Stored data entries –
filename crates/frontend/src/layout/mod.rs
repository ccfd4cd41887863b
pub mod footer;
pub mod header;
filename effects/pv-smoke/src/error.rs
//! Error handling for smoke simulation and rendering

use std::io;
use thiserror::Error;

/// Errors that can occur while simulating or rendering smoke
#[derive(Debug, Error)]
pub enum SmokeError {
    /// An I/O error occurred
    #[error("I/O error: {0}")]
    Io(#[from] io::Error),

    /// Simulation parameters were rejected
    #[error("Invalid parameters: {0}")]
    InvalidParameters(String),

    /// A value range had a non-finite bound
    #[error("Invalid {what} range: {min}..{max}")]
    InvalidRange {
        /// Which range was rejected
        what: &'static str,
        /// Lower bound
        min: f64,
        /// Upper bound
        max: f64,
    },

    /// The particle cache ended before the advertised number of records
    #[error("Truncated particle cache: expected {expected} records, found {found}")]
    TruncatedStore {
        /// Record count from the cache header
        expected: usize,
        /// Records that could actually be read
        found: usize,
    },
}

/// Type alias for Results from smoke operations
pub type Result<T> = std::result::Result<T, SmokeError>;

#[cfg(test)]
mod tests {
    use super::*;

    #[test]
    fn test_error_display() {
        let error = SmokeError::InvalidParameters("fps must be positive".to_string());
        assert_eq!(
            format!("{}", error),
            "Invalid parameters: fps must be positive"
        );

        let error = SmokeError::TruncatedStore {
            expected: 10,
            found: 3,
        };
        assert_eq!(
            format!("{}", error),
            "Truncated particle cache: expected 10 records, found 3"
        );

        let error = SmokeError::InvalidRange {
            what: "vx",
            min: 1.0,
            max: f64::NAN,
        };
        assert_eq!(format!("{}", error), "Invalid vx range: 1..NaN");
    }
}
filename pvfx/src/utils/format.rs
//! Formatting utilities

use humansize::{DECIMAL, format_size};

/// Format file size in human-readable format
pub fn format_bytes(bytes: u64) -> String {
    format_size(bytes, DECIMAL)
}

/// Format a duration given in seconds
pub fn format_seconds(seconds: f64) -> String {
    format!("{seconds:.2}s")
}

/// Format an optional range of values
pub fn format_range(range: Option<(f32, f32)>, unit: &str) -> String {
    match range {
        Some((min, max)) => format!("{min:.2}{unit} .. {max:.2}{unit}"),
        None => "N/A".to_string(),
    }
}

Work to complete –
The entries listed above are to be output exactly. Leave none out.

Result for this exercise –
filename crates/frontend/src/layout/mod.rs
repository ccfd4cd41887863b
pub mod footer;
pub mod header;
filename effects/pv-smoke/src/error.rs
//! Error handling for smoke simulation and rendering

use std::io;
use thiserror::Error;

/// Errors that can occur while simulating or rendering smoke
#[derive(Debug, Error)]
pub enum SmokeError {
    /// An I/O error occurred
    #[error("I/O error: {0}")]
    Io(#[from] io::Error),

    /// Simulation parameters were rejected
    #[error("Invalid parameters: {0}")]
    InvalidParameters(String),

    /// A value range had a non-finite bound
    #[error("Invalid {what} range: {min}..{max}")]
    InvalidRange {
        /// Which range was rejected
        what: &'static str,
        /// Lower bound
        min: f64,
        /// Upper bound
        max: f64,
    },

    /// The particle cache ended before the advertised number of records
    #[error("Truncated particle cache: expected {expected} records, found {found}")]
    TruncatedStore {
        /// Record count from the cache header
        expected: usize,
        /// Records that could actually be read
        found: usize,
    },
}

/// Type alias for Results from smoke operations
pub type Result<T> = std::result::Result<T, SmokeError>;

#[cfg(test)]
mod tests {
    use super::*;

    #[test]
    fn test_error_display() {
        let error = SmokeError::InvalidParameters("fps must be positive".to_string());
        assert_eq!(
            format!("{}", error),
            "Invalid parameters: fps must be positive"
        );

        let error = SmokeError::TruncatedStore {
            expected: 10,
            found: 3,
        };
        assert_eq!(
            format!("{}", error),
            "Truncated particle cache: expected 10 records, found 3"
        );

        let error = SmokeError::InvalidRange {
            what: "vx",
            min: 1.0,
            max: f64::NAN,
        };
        assert_eq!(format!("{}", error), "Invalid vx range: 1..NaN");
    }
}
filename pvfx/src/utils/format.rs
//! Formatting utilities

use humansize::{DECIMAL, format_size};

/// Format file size in human-readable format
pub fn format_bytes(bytes: u64) -> String {
    format_size(bytes, DECIMAL)
}

/// Format a duration given in seconds
pub fn format_seconds(seconds: f64) -> String {
    format!("{seconds:.2}s")
}

/// Format an optional range of values
pub fn format_range(range: Option<(f32, f32)>, unit: &str) -> String {
    match range {
        Some((min, max)) => format!("{min:.2}{unit} .. {max:.2}{unit}"),
        None => "N/A".to_string(),
    }
}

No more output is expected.